Errors are given as SD, and N is the number of experiments.

A total of 20 histograms were analyzed, and four of these were best fit by a single Gaussian distribution with the peak position corresponding to that reported by peak 1.

Reversibility

To ensure that the second Gaussian peak observed during contraction was not an artifact induced by the contraction protocol itself, we examined the orientational distributions in rigor before and after contraction of the myofibrils. Histograms of fluctuations in naive rigor myofibrils examined immediately after preparation were compared with histograms from myofibrils that had first contracted and then returned to rigor. The contribution of the second peak was small in both rigor cases (2.6 and 8.8%, respectively; Fig. S5) in comparison with contracting myofibrils (51%; Fig. S6).

Discussion

The main finding of this study is that polarization histograms from fluorescently labeled LC1 on the myosin head during muscle contraction consist of two separate peaks. Because the peaks correspond to the number of times a cross-bridge assumes a given orientation during 20 s of contraction, it makes sense to suggest that during contraction, cross-bridges assume two distinct orientations. There was a large difference in polarization between the two peaks. They most likely indicate cross-bridge conformations in the pre-and post-power-stroke positions. The first peak corresponds to the pre-power-stroke position; the cleft between the upper and lower subdomains of the 50 KDa fragment is partially closed, the lever arm is in the up orientation and the myosin active site contains ADP and Pi (5). The second peak corresponds to the post-power-stroke position when the cleft between the upper and lower subdomains of the 50 KDa fragment is totally closed, the lever arm is in the partially down orientation and the myosin active site contains only ADP (5). The area corresponds to the average number of times a cross-bridge assumes a given orientation during the 20 s contraction, and the average ratio of the area under peak 1 divided by the area under peak 2 was 5.7. Therefore, the fact that the pre-power-stroke state is more populated than the post-power-stroke state is consistent with the notion that the transition from the pre- to the post-power stroke is rate-limiting.

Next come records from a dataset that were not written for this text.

//! Ordered render hooks.
//!
//! Handlers run in registration order. Each hook point takes a mutable view of
//! exactly the data it is allowed to change.

use std::fmt;

use strata_core::{HtmlContext, IslandContext, IslandResponse};

use crate::context::{IncomingRequest, SsrContext};

type AppRenderedHook = Box<dyn Fn(&SsrContext) + Send + Sync>;
type RenderHtmlHook = Box<dyn Fn(&mut HtmlContext, &IncomingRequest) + Send + Sync>;
type RenderIslandHook =
    Box<dyn Fn(&mut IslandResponse, &IncomingRequest, &IslandContext) + Send + Sync>;

#[derive(Default)]
pub struct HookRegistry {
    app_rendered: Vec<AppRenderedHook>,
    render_html: Vec<RenderHtmlHook>,
    render_island: Vec<RenderIslandHook>,
}

impl HookRegistry {
    pub fn new() -> Self {
        Self::default()
    }

    /// Called once the application render was attempted, successful or not.
    pub fn on_app_rendered(mut self, hook: impl Fn(&SsrContext) + Send + Sync + 'static) -> Self {
        self.app_rendered.push(Box::new(hook));
        self
    }

    /// Called with the collected document sections before serialization.
    pub fn on_render_html(
        mut self,
        hook: impl Fn(&mut HtmlContext, &IncomingRequest) + Send + Sync + 'static,
    ) -> Self {
        self.render_html.push(Box::new(hook));
        self
    }

    /// Called with the island response before it is encoded.
    pub fn on_render_island(
        mut self,
        hook: impl Fn(&mut IslandResponse, &IncomingRequest, &IslandContext) + Send + Sync + 'static,
    ) -> Self {
        self.render_island.push(Box::new(hook));
        self
    }

    pub fn call_app_rendered(&self, ctx: &SsrContext) {
        for hook in &self.app_rendered {
            hook(ctx);
        }
    }

    pub fn call_render_html(&self, html: &mut HtmlContext, request: &IncomingRequest) {
        for hook in &self.render_html {
            hook(html, request);
        }
    }

    pub fn call_render_island(
        &self,
        response: &mut IslandResponse,
        request: &IncomingRequest,
        island: &IslandContext,
    ) {
        for hook in &self.render_island {
            hook(response, request, island);
        }
    }
}

impl fmt::Debug for HookRegistry {
    fn fmt(&self, f: &mut fmt::Formatter<'_>) -> fmt::Result {
        f.debug_struct("HookRegistry")
            .field("app_rendered", &self.app_rendered.len())
            .field("render_html", &self.render_html.len())
            .field("render_island", &self.render_island.len())
            .finish()
    }
}

#[cfg(test)]
mod tests {
    use super::*;
    use http::Method;

    #[test]
    fn test_render_html_hooks_run_in_order() {
        let hooks = HookRegistry::new()
            .on_render_html(|html, _| html.head.push("<first>".to_string()))
            .on_render_html(|html, _| html.head.push("<second>".to_string()));

        let mut html = HtmlContext::default();
        let request = IncomingRequest::new(Method::GET, "/".parse().unwrap());
        hooks.call_render_html(&mut html, &request);

        assert_eq!(html.head, vec!["<first>", "<second>"]);
    }

    #[test]
    fn test_render_island_hook_mutates_response() {
        let hooks = HookRegistry::new().on_render_island(|response, _, island| {
            response.html = format!("<!-- {} -->{}", island.name, response.html);
        });

        let mut response = IslandResponse {
            id: None,
            html: "<p></p>".to_string(),
            state: Default::default(),
            tags: Vec::new(),
        };
        let island = IslandContext {
            id: None,
            url: "/".to_string(),
            format: None,
            name: "Card".to_string(),
            props: Default::default(),
        };
        let request = IncomingRequest::new(Method::GET, "/__island/Card".parse().unwrap());
        hooks.call_render_island(&mut response, &request, &island);

        assert_eq!(response.html, "<!-- Card --><p></p>");
    }

    #[test]
    fn test_registry_debug_counts() {
        let hooks = HookRegistry::new().on_app_rendered(|_| {});
        assert_eq!(
            format!("{hooks:?}"),
            "HookRegistry { app_rendered: 1, render_html: 0, render_island: 0 }"
        );
    }
}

In a previous study, Ostap et al. (9) used EPR spectroscopy to detect ATP-induced changes in the structure of spin-labeled myosin heads in whole muscle fibers in rigor upon transition to relaxation and contraction. Different conformational states were resolved on the basis of nanosecond rotational motion within the protein. In rigor, only a single conformation was detected, in agreement with the findings presented here. In relaxation and isometric contraction, the EPR spectrum showed two conformations and a small fraction of heads in the oriented, actin-bound conformation. Ostap et al.'s rigor results are consistent with those reported here; however, the relaxation and contraction results differ, most likely because they used whole muscle fibers labeled at Cys-707, whereas we observed three cross-bridges labeled at LC1 in myofibrils. Ling et al. (12) and later Hopkins et al. (25) studied the breadth of the orientation distribution of fluorescent probes bound to the regulatory light chain of myosin, and found that it was essentially the same in different physiological states. This result is consistent with our study, which also did not show consistent changes in the width of distributions.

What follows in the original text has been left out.